Primary sources enable the researcher to get as close as possible to the truth of what actually happened during an event or time period. Primary sources are the evidence left behind by participants or observers. The following are generally considered primary sources:
- Diaries, journals, speeches, interviews, letters, memos, manuscripts and other papers in which individuals describe events in which they were participants or observers.
- Memoirs and autobiographies. These are generally less reliable since they are usually written long after events occurred and may be distorted by bias, dimming memory or the revised perspective that may come with hindsight. On the other hand, they are sometimes the only source for certain information.
- Records of organizations and agencies of government.
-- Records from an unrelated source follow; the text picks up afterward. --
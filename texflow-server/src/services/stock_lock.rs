//! Per-product stock locks
//!
//! Every stock mutation for a product (ledger recording, catalog edits,
//! deletion) runs while holding that product's lock. Different products never
//! contend.

use std::sync::Arc;

use dashmap::DashMap;
use tokio::sync::{Mutex, OwnedMutexGuard};

#[derive(Debug, Default)]
pub struct StockLocks {
    locks: DashMap<String, Arc<Mutex<()>>>,
}

impl StockLocks {
    pub fn new() -> Self {
        Self::default()
    }

    /// Wait for exclusive access to `product_id`'s stock
    pub async fn lock(&self, product_id: &str) -> OwnedMutexGuard<()> {
        // Clone the Arc out so the map shard is not held across the await
        let mutex = self
            .locks
            .entry(product_id.to_string())
            .or_default()
            .clone();
        mutex.lock_owned().await
    }

    /// Drop the lock entry of a deleted product
    pub fn forget(&self, product_id: &str) {
        self.locks.remove(product_id);
    }

    /// Products that currently have a lock entry
    pub fn locked_products(&self) -> usize {
        self.locks.len()
    }
}
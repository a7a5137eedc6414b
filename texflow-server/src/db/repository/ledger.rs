//! Ledger Repository
//!
//! Append-only: entries are created and listed, never edited. They are only
//! removed together with their product (see `ProductRepository::delete_cascade`).

use super::{BaseRepository, RepoError, RepoResult, new_record_id};
use crate::db::models::{LedgerData, LedgerRecord};
use shared::models::{Transaction, TransactionFilter};
use surrealdb::Surreal;
use surrealdb::engine::local::Db;

pub const TABLE: &str = "ledger";

#[derive(Clone)]
pub struct LedgerRepository {
    base: BaseRepository,
}

impl LedgerRepository {
    pub fn new(db: Surreal<Db>) -> Self {
        Self {
            base: BaseRepository::new(db),
        }
    }

    /// Entries matching `filter`, newest business date first
    pub async fn find_all(&self, filter: &TransactionFilter) -> RepoResult<Vec<Transaction>> {
        let mut conditions = Vec::new();
        if filter.user_id.is_some() {
            conditions.push("user_id = $user_id");
        }
        if filter.product_id.is_some() {
            conditions.push("product_id = $product_id");
        }
        if filter.tx_type.is_some() {
            conditions.push("tx_type = $tx_type");
        }
        let where_clause = if conditions.is_empty() {
            String::new()
        } else {
            format!(" WHERE {}", conditions.join(" AND "))
        };

        let sql = format!("SELECT * FROM ledger{where_clause} ORDER BY date DESC, created_at DESC");
        let mut query = self.base.db().query(sql);
        if let Some(user_id) = filter.user_id.clone() {
            query = query.bind(("user_id", user_id));
        }
        if let Some(product_id) = filter.product_id.clone() {
            query = query.bind(("product_id", product_id));
        }
        if let Some(tx_type) = filter.tx_type {
            query = query.bind(("tx_type", tx_type));
        }

        let rows: Vec<LedgerRecord> = query.await?.take(0)?;
        Ok(rows.into_iter().map(Transaction::from).collect())
    }

    /// Append an entry
    pub async fn create(&self, data: LedgerData) -> RepoResult<Transaction> {
        let created: Option<LedgerRecord> = self
            .base
            .db()
            .create(new_record_id(TABLE))
            .content(data)
            .await?;
        created
            .map(Transaction::from)
            .ok_or_else(|| RepoError::Database("Failed to record transaction".to_string()))
    }
}
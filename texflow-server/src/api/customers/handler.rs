//! Customer API Handlers

use axum::{
    Json,
    extract::{Path, State},
    http::StatusCode,
};

use crate::core::ServerState;
use crate::utils::{AppJson, AppResult};
use shared::models::{Customer, CustomerCreate, CustomerUpdate};

/// GET /api/customers - 获取所有客户
pub async fn list(State(state): State<ServerState>) -> AppResult<Json<Vec<Customer>>> {
    Ok(Json(state.parties.list_customers().await?))
}

/// POST /api/customers - 创建客户
pub async fn create(
    State(state): State<ServerState>,
    AppJson(payload): AppJson<CustomerCreate>,
) -> AppResult<(StatusCode, Json<Customer>)> {
    let customer = state.parties.create_customer(payload).await?;
    Ok((StatusCode::CREATED, Json(customer)))
}

/// PATCH /api/customers/:id - 更新客户
pub async fn update(
    State(state): State<ServerState>,
    Path(id): Path<String>,
    AppJson(payload): AppJson<CustomerUpdate>,
) -> AppResult<Json<Customer>> {
    Ok(Json(state.parties.update_customer(&id, payload).await?))
}

/// DELETE /api/customers/:id - 删除客户
pub async fn delete(
    State(state): State<ServerState>,
    Path(id): Path<String>,
) -> AppResult<StatusCode> {
    state.parties.delete_customer(&id).await?;
    Ok(StatusCode::NO_CONTENT)
}
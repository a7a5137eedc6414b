//! Customer API 模块

mod handler;

use axum::{
    Router,
    routing::{get, patch},
};

use crate::core::ServerState;

pub fn router() -> Router<ServerState> {
    Router::new().nest("/api/customers", routes())
}

fn routes() -> Router<ServerState> {
    Router::new()
        .route("/", get(handler::list).post(handler::create))
        .route("/{id}", patch(handler::update).delete(handler::delete))
}
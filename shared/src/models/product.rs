//! Product Model

use serde::{Deserialize, Serialize};

use super::serde_helpers::{lenient_f64, lenient_i64, lenient_string, patch_f64, patch_i64};

/// Catalog category
#[derive(Debug, Clone, Copy, PartialEq, Eq, Hash, Serialize, Deserialize, Default)]
pub enum Category {
    #[default]
    Fabric,
    Towel,
    Garment,
    Other,
}

impl Category {
    pub const ALL: [Category; 4] = [
        Category::Fabric,
        Category::Towel,
        Category::Garment,
        Category::Other,
    ];
}

/// Product entity
#[derive(Debug, Clone, PartialEq, Serialize, Deserialize)]
#[serde(rename_all = "camelCase")]
pub struct Product {
    pub id: String,
    pub name: String,
    #[serde(default)]
    pub category: Category,
    pub sku: String,
    #[serde(default)]
    pub variant: String,
    #[serde(default)]
    pub cost_price: f64,
    #[serde(default)]
    pub selling_price: f64,
    #[serde(default)]
    pub stock: i64,
    #[serde(default)]
    pub description: String,
    #[serde(default, skip_serializing_if = "Option::is_none")]
    pub image: Option<String>,
    #[serde(default)]
    pub created_at: i64,
    #[serde(default)]
    pub updated_at: i64,
}

/// Create product payload
///
/// Every field is optional at the serde level so that a missing name or SKU
/// surfaces as a validation error instead of a body rejection. Numeric fields
/// swallow invalid input; the catalog service falls back to 0.
#[derive(Debug, Clone, Default, Serialize, Deserialize)]
#[serde(rename_all = "camelCase")]
pub struct ProductCreate {
    #[serde(default, deserialize_with = "lenient_string")]
    pub name: Option<String>,
    #[serde(default)]
    pub category: Option<Category>,
    #[serde(default, deserialize_with = "lenient_string")]
    pub sku: Option<String>,
    #[serde(default)]
    pub variant: Option<String>,
    #[serde(default, deserialize_with = "lenient_f64")]
    pub cost_price: Option<f64>,
    #[serde(default, deserialize_with = "lenient_f64")]
    pub selling_price: Option<f64>,
    #[serde(default, deserialize_with = "lenient_i64")]
    pub stock: Option<i64>,
    #[serde(default)]
    pub description: Option<String>,
    #[serde(default)]
    pub image: Option<String>,
}

/// Update product payload (PATCH semantics, absent fields untouched)
#[derive(Debug, Clone, Default, Serialize, Deserialize)]
#[serde(rename_all = "camelCase")]
pub struct ProductUpdate {
    #[serde(default)]
    pub name: Option<String>,
    #[serde(default)]
    pub category: Option<Category>,
    #[serde(default)]
    pub sku: Option<String>,
    #[serde(default)]
    pub variant: Option<String>,
    #[serde(default, deserialize_with = "patch_f64")]
    pub cost_price: Option<f64>,
    #[serde(default, deserialize_with = "patch_f64")]
    pub selling_price: Option<f64>,
    #[serde(default, deserialize_with = "patch_i64")]
    pub stock: Option<i64>,
    #[serde(default)]
    pub description: Option<String>,
    #[serde(default)]
    pub image: Option<String>,
}

#[cfg(test)]
mod tests {
    use super::*;
    use serde_json::json;

    #[test]
    fn product_serializes_camel_case() {
        let p = Product {
            id: "1".into(),
            name: "Cotton".into(),
            category: Category::Towel,
            sku: "TEX-001".into(),
            variant: String::new(),
            cost_price: 100.0,
            selling_price: 200.0,
            stock: 10,
            description: String::new(),
            image: None,
            created_at: 0,
            updated_at: 0,
        };
        let v = serde_json::to_value(&p).unwrap();
        assert_eq!(v["sellingPrice"], json!(200.0));
        assert_eq!(v["category"], json!("Towel"));
        assert!(v.get("image").is_none());
    }

    #[test]
    fn create_payload_tolerates_bad_numbers() {
        let c: ProductCreate = serde_json::from_value(json!({
            "name": "Towel",
            "sku": "TEX-9",
            "costPrice": "oops",
            "sellingPrice": "450",
            "stock": 12.7
        }))
        .unwrap();
        assert_eq!(c.cost_price, None);
        assert_eq!(c.selling_price, Some(450.0));
        assert_eq!(c.stock, Some(12));
    }
}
The minutes, reports correspondence, etc. of an organization or agency serve as an ongoing record of the activity and thinking of that organization or agency. Many kinds of records (births, deaths, marriages; permits and licenses issued; census data; etc.) document conditions in the society.
- Published materials (books, magazine and journal articles, newspaper articles) written at the time about a particular event. While these are sometimes accounts by participants, in most cases they are written by journalists or other observers. The important thing is to distinguish between material written at the time of an event as a kind of report, and material written much later, as historical analysis.
- Photographs, audio recordings and moving pictures or video recordings, documenting what happened.
- Artifacts of all kinds: physical objects, buildings, furniture, tools, appliances and household items, clothing, toys.
- Research reports in the sciences and social sciences Especially for recent social history, the best evidence of broad developments in society is often in the form of social science surveys or research studies. This research is generally reported in book form, government reports or most commonly in articles published in scholarly journals.
If you are attempting to find evidence documenting the mentality or psychology of a time, or of a group (evidence of a world view, a set of attitudes, or the popular understanding of an event or condition), the most obvious source is public opinion polls taken at the time. Since these are generally very limited in availability and in what they reveal, however, it is also possible to make use of ideas and images conveyed in the mass media, and even in literature, film, popular fiction, self-help literature, textbooks, etc. Again the point is to use these sources, written or produced at the time, as evidence of how people were thinking.